Other exceptions are provided for in Article 40 of the Treaty on the Eurasian Economic Union.
1. In case, if the possibility of application of retaliatory measures provided by international treaty of the EAEU with third party and (or) member States with third parties, the decision on introduction of retaliatory measures on the customs territory of the EAEU, including the increase of import customs duty rates, introduction of quantitative restrictions, temporary suspension of preferences or adoption of other measures within the competence of the Commission, affecting results of foreign trade with the relevant State, shall be taken by the Commission.
 2. In cases provided in the international treaties of the member States with third parties that entered into force before 1 January 2015, the member States may unilaterally apply higher import customs duty rates in comparison with the Common External Tariff of the Eurasian Economic Union, as retaliatory measures, and unilaterally suspend granting of tariff preferences provided that administration mechanisms of such measures do not violate provisions of this Treaty.

For example, on 7 March 2022, the Government of Russia in the first time approved a list of foreign states and territories that commit unfriendly acts against Russia, its legal entities and individuals.
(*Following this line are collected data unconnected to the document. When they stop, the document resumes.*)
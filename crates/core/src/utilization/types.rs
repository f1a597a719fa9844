//! Utilization data types.

use rust_decimal::Decimal;
use serde::{Deserialize, Serialize};
use std::fmt;

use mandira_shared::types::{BudgetId, BudgetItemId, LedgerId};

/// Utilization classification buckets.
///
/// Boundaries are half-open on the lower bound: exactly 50% is
/// `Moderate`, exactly 80% is `WellUtilized`, and exactly 100% is
/// `WellUtilized`, not `OverUtilized`.
#[derive(Debug, Clone, Copy, PartialEq, Eq, Hash, Serialize, Deserialize)]
#[serde(rename_all = "snake_case")]
pub enum UtilizationCategory {
    /// Below 50% utilized.
    UnderUtilized,
    /// 50% to below 80% utilized.
    Moderate,
    /// 80% up to and including 100% utilized.
    WellUtilized,
    /// Above 100% utilized.
    OverUtilized,
}

impl UtilizationCategory {
    /// Classifies a raw utilization percentage.
    #[must_use]
    pub fn classify(percent: Decimal) -> Self {
        let fifty = Decimal::new(50, 0);
        let eighty = Decimal::new(80, 0);

        if percent < fifty {
            Self::UnderUtilized
        } else if percent < eighty {
            Self::Moderate
        } else if percent <= Decimal::ONE_HUNDRED {
            Self::WellUtilized
        } else {
            Self::OverUtilized
        }
    }

    /// Returns the string representation of the category.
    #[must_use]
    pub fn as_str(&self) -> &'static str {
        match self {
            Self::UnderUtilized => "under_utilized",
            Self::Moderate => "moderate",
            Self::WellUtilized => "well_utilized",
            Self::OverUtilized => "over_utilized",
        }
    }
}

impl fmt::Display for UtilizationCategory {
    fn fmt(&self, f: &mut fmt::Formatter<'_>) -> fmt::Result {
        write!(f, "{}", self.as_str())
    }
}

/// Utilization figures for a single budget item.
#[derive(Debug, Clone, Serialize, Deserialize)]
pub struct ItemUtilization {
    /// Budget item ID.
    pub item_id: BudgetItemId,
    /// Ledger the item allocates against.
    pub ledger_id: LedgerId,
    /// Budgeted amount.
    pub budgeted: Decimal,
    /// Utilized amount, summed from ledger postings in the budget period.
    pub utilized: Decimal,
    /// Remaining amount (budgeted - utilized).
    pub remaining: Decimal,
    /// Raw utilization percentage, never clamped.
    pub percent: Decimal,
}

/// Utilization figures for a whole budget.
#[derive(Debug, Clone, Serialize, Deserialize)]
pub struct BudgetUtilization {
    /// Budget ID.
    pub budget_id: BudgetId,
    /// Per-item figures, in item order.
    pub per_item: Vec<ItemUtilization>,
    /// Total budgeted amount.
    pub total_budgeted: Decimal,
    /// Total utilized amount.
    pub total_utilized: Decimal,
    /// Total remaining amount.
    pub total_remaining: Decimal,
    /// Raw utilization percentage, never clamped.
    pub utilization_percent: Decimal,
    /// Classification bucket for the budget as a whole.
    pub category: UtilizationCategory,
}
The Russian Federation believes that the countries that have restricted trade with Russia have directly violated the rules of the World Trade Organization. Russia distributed a statement to members of the organization, and the World Trade Organization published it on its website. In accordance with paragraph 2 of Article 40 of the Treaty on the Eurasian Economic Union, Russian Prime Minister Mikhail Mishustin has imposed increased tariffs on goods from unfriendly countries. A duty of 35% is imposed on imports of personal hygiene items, incense and weapons from unfriendly countries. The list includes shampoos and other hair products, individual deodorants and antiperspirants, products for aromatizing indoor air, detergents and cleaning products. The Association of Winegrowers and Winemakers of Russia proposes to introduce a 200% tariff on wine "from NATO countries", and the Government of Russia is considering such a proposal.